Your assignment = Set every entry down again precisely.

Data excerpts =
__________
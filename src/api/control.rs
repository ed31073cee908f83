use axum::extract::{Path, State};
use axum::http::StatusCode;
use axum::response::{IntoResponse, Response};
use axum::Json;
use serde::Serialize;

use super::auth::RequireAuth;
use super::ApiState;
use crate::gateway::{DeviceLogError, Direction, TriggerError};

impl IntoResponse for TriggerError {
    fn into_response(self) -> Response {
        let status = match &self {
            TriggerError::UnknownDevice(_) => StatusCode::NOT_FOUND,
            TriggerError::MissingProperty { .. } => StatusCode::BAD_REQUEST,
            TriggerError::Publish(_) => StatusCode::BAD_GATEWAY,
        };
        (status, self.to_string()).into_response()
    }
}

impl IntoResponse for DeviceLogError {
    fn into_response(self) -> Response {
        let status = match &self {
            DeviceLogError::UnknownDevice(_) => StatusCode::NOT_FOUND,
            DeviceLogError::MissingLogProperty(_) => StatusCode::BAD_REQUEST,
            DeviceLogError::Read(_) | DeviceLogError::Publish(_) => StatusCode::BAD_GATEWAY,
        };
        (status, self.to_string()).into_response()
    }
}

#[derive(Serialize)]
pub(super) struct DeviceList {
    devices: Vec<String>,
}

pub(super) async fn list_devices(
    _: RequireAuth,
    State(state): State<ApiState>,
) -> Json<DeviceList> {
    Json(DeviceList {
        devices: state.gateway.list_devices().await,
    })
}

pub(super) async fn trigger(
    _: RequireAuth,
    State(state): State<ApiState>,
    Path((device, direction)): Path<(String, String)>,
) -> Response {
    let direction: Direction = match direction.parse() {
        Ok(direction) => direction,
        Err(err) => return (StatusCode::BAD_REQUEST, err.to_string()).into_response(),
    };

    match state.gateway.trigger(&device, direction).await {
        Ok(_) => (StatusCode::OK, format!("Triggered {device} {direction}")).into_response(),
        Err(err) => err.into_response(),
    }
}

pub(super) async fn read_device_log(
    _: RequireAuth,
    State(state): State<ApiState>,
    Path(device): Path<String>,
) -> Response {
    match state.gateway.read_device_log(&device).await {
        Ok(log) => log.into_response(),
        Err(err) => err.into_response(),
    }
}

pub(super) async fn clear_device_log(
    _: RequireAuth,
    State(state): State<ApiState>,
    Path(device): Path<String>,
) -> Response {
    match state.gateway.clear_device_log(&device).await {
        Ok(_) => (
            StatusCode::OK,
            format!("Cleared debug log for {device}"),
        )
            .into_response(),
        Err(err) => err.into_response(),
    }
}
__________
Answer to the exercise =
filename src/api/control.rs
repository ed31073cee908f83
use axum::extract::{Path, State};
use axum::http::StatusCode;
use axum::response::{IntoResponse, Response};
use axum::Json;
use serde::Serialize;

use super::auth::RequireAuth;
use super::ApiState;
use crate::gateway::{DeviceLogError, Direction, TriggerError};

impl IntoResponse for TriggerError {
    fn into_response(self) -> Response {
        let status = match &self {
            TriggerError::UnknownDevice(_) => StatusCode::NOT_FOUND,
            TriggerError::MissingProperty { .. } => StatusCode::BAD_REQUEST,
            TriggerError::Publish(_) => StatusCode::BAD_GATEWAY,
        };
        (status, self.to_string()).into_response()
    }
}

impl IntoResponse for DeviceLogError {
    fn into_response(self) -> Response {
        let status = match &self {
            DeviceLogError::UnknownDevice(_) => StatusCode::NOT_FOUND,
            DeviceLogError::MissingLogProperty(_) => StatusCode::BAD_REQUEST,
            DeviceLogError::Read(_) | DeviceLogError::Publish(_) => StatusCode::BAD_GATEWAY,
        };
        (status, self.to_string()).into_response()
    }
}

#[derive(Serialize)]
pub(super) struct DeviceList {
    devices: Vec<String>,
}

pub(super) async fn list_devices(
    _: RequireAuth,
    State(state): State<ApiState>,
) -> Json<DeviceList> {
    Json(DeviceList {
        devices: state.gateway.list_devices().await,
    })
}

pub(super) async fn trigger(
    _: RequireAuth,
    State(state): State<ApiState>,
    Path((device, direction)): Path<(String, String)>,
) -> Response {
    let direction: Direction = match direction.parse() {
        Ok(direction) => direction,
        Err(err) => return (StatusCode::BAD_REQUEST, err.to_string()).into_response(),
    };

    match state.gateway.trigger(&device, direction).await {
        Ok(_) => (StatusCode::OK, format!("Triggered {device} {direction}")).into_response(),
        Err(err) => err.into_response(),
    }
}

pub(super) async fn read_device_log(
    _: RequireAuth,
    State(state): State<ApiState>,
    Path(device): Path<String>,
) -> Response {
    match state.gateway.read_device_log(&device).await {
        Ok(log) => log.into_response(),
        Err(err) => err.into_response(),
    }
}

pub(super) async fn clear_device_log(
    _: RequireAuth,
    State(state): State<ApiState>,
    Path(device): Path<String>,
) -> Response {
    match state.gateway.clear_device_log(&device).await {
        Ok(_) => (
            StatusCode::OK,
            format!("Cleared debug log for {device}"),
        )
            .into_response(),
        Err(err) => err.into_response(),
    }
}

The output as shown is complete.